After a five-year wait, TransCanada Corp. primed itself Tuesday for a quick start on building a supply pipeline for natural gas exports from the northern Pacific coast of British Columbia (BC).

TransCanada’s Coastal GasLink project announced four construction contracts for work to start on its cross-BC route for the massive liquefied natural gas (LNG) project as soon as LNG Canada makes a final investment decision (FID) to go ahead with its proposed terminal at Kitimat.

The BC government has set a November deadline for the export consortium led by a unit of Royal Dutch Shell plc with partners Petronas, Mitsubishi Corp. and Korea Gas Corp., to accept an incentive offer of C$6 billion ($4.8 billion) in provincial income, sales and carbon tax cuts.

The status of LNG Canada’s C$14 billion ($11 billion) terminal proposal remains unchanged, under review with consortium leader Shell Canada Ltd. said to be “cautiously optimistic” about a “quite bullish” overseas market outlook.

The new construction contracts for Coastal GasLink cover C$2.8 billion ($2.2 billion) of challenging work laying 670 kilometers (416 miles) of pipe across forests, muskeg swamps and mountains from northern BC’s shale and tight gas production fields.

The contractors form a team of veteran BC and international pipeline construction firms: Surerus Murphy Joint Venture, SA Energy Group, Macro Spiecapag Joint Venture and Pacific Atlantic Pipeline Construction Inc.

LNG Canada has held an export license for up to 3.7 Bcf/d from the National Energy Board (NEB) since February 2013. The original 25-year term has been increased to 40 years, and the deadline for starting shipments has been extended for five years until the end of 2027.

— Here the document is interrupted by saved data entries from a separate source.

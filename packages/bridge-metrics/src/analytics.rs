//! Rolling-window analytics over decrypted history
//!
//! Recomputed in full on every refresh. Records whose amount could not be
//! decrypted are left out of every statistic and counted separately, so an
//! unreadable record never reads as a zero-value transfer.

use alloy::primitives::U256;
use serde::Serialize;

use crate::types::DecryptedRecord;

const DAY_SECS: u64 = 86_400;
const WEEK_SECS: u64 = 7 * DAY_SECS;

/// Transfer counts by size relative to the 7-day median and 90th percentile
#[derive(Debug, Clone, Copy, Default, PartialEq, Eq, Serialize)]
pub struct SizeBuckets {
    /// Below the median
    pub small: usize,
    /// From the median up to (excluding) the 90th percentile
    pub medium: usize,
    /// At or above the 90th percentile
    pub large: usize,
}

#[derive(Debug, Clone, Default, PartialEq, Eq, Serialize)]
pub struct AnalyticsWindow {
    pub volume_24h: U256,
    pub volume_7d: U256,
    pub median_7d: U256,
    pub p90_7d: U256,
    pub buckets: SizeBuckets,
    /// Known-amount transfers in the 7-day window
    pub count_7d: usize,
    /// Records in the 7-day window whose amount is private
    pub unknown_7d: usize,
}

impl AnalyticsWindow {
    /// Statistics for records at or after `now - 24h` / `now - 7d`
    pub fn compute(records: &[DecryptedRecord], now: u64) -> Self {
        let day_ago = now.saturating_sub(DAY_SECS);
        let week_ago = now.saturating_sub(WEEK_SECS);

        let mut window = Self::default();
        let mut values_7d = Vec::new();

        for entry in records {
            let ts = entry.record.timestamp;
            if ts < week_ago {
                continue;
            }
            let Some(wei) = entry.amount.known() else {
                window.unknown_7d += 1;
                continue;
            };
            window.volume_7d += wei;
            if ts >= day_ago {
                window.volume_24h += wei;
            }
            values_7d.push(wei);
        }

        values_7d.sort_unstable();
        window.count_7d = values_7d.len();
        window.median_7d = median(&values_7d);
        window.p90_7d = percentile(&values_7d, 0.9);

        if !values_7d.is_empty() {
            for wei in &values_7d {
                if *wei < window.median_7d {
                    window.buckets.small += 1;
                } else if *wei < window.p90_7d {
                    window.buckets.medium += 1;
                } else {
                    window.buckets.large += 1;
                }
            }
        }

        window
    }
}

/// Median of sorted values; the mean of the middle two for even counts
pub fn median(sorted: &[U256]) -> U256 {
    let n = sorted.len();
    if n == 0 {
        return U256::ZERO;
    }
    let mid = n / 2;
    if n % 2 == 1 {
        sorted[mid]
    } else {
        (sorted[mid - 1] + sorted[mid]) / U256::from(2)
    }
}

/// Nearest-rank percentile: element at `floor((n - 1) * p)`
pub fn percentile(sorted: &[U256], p: f64) -> U256 {
    let n = sorted.len();
    if n == 0 {
        return U256::ZERO;
    }
    let idx = (((n - 1) as f64) * p.clamp(0.0, 1.0)).floor() as usize;
    sorted[idx.min(n - 1)]
}

/// Whole-history totals for the connected wallet
#[derive(Debug, Clone, Copy, Default, PartialEq, Eq, Serialize)]
pub struct PrivateTotals {
    /// Sum of decryptable amounts
    pub volume: U256,
    /// Number of records, decryptable or not
    pub count: u64,
    /// Records whose amount stayed private
    pub unknown: u64,
}

impl PrivateTotals {
    pub fn from_records(records: &[DecryptedRecord]) -> Self {
        let mut totals = Self {
            count: records.len() as u64,
            ..Self::default()
        };
        for entry in records {
            match entry.amount.known() {
                Some(wei) => totals.volume += wei,
                None => totals.unknown += 1,
            }
        }
        totals
    }
}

Coastal GasLink evolved under an agreement between TransCanada and LNG Canada, obtaining environmental approval in October 2014 and construction permits in April 2016. TransCanada shelved a parallel, planned and approved cross-BC gas conduit last year after the proposed customer, Pacific NorthWest LNG led by Petronas, scrapped plans for an export terminal at Prince Rupert, north of LNG Canada’s Kitimat location.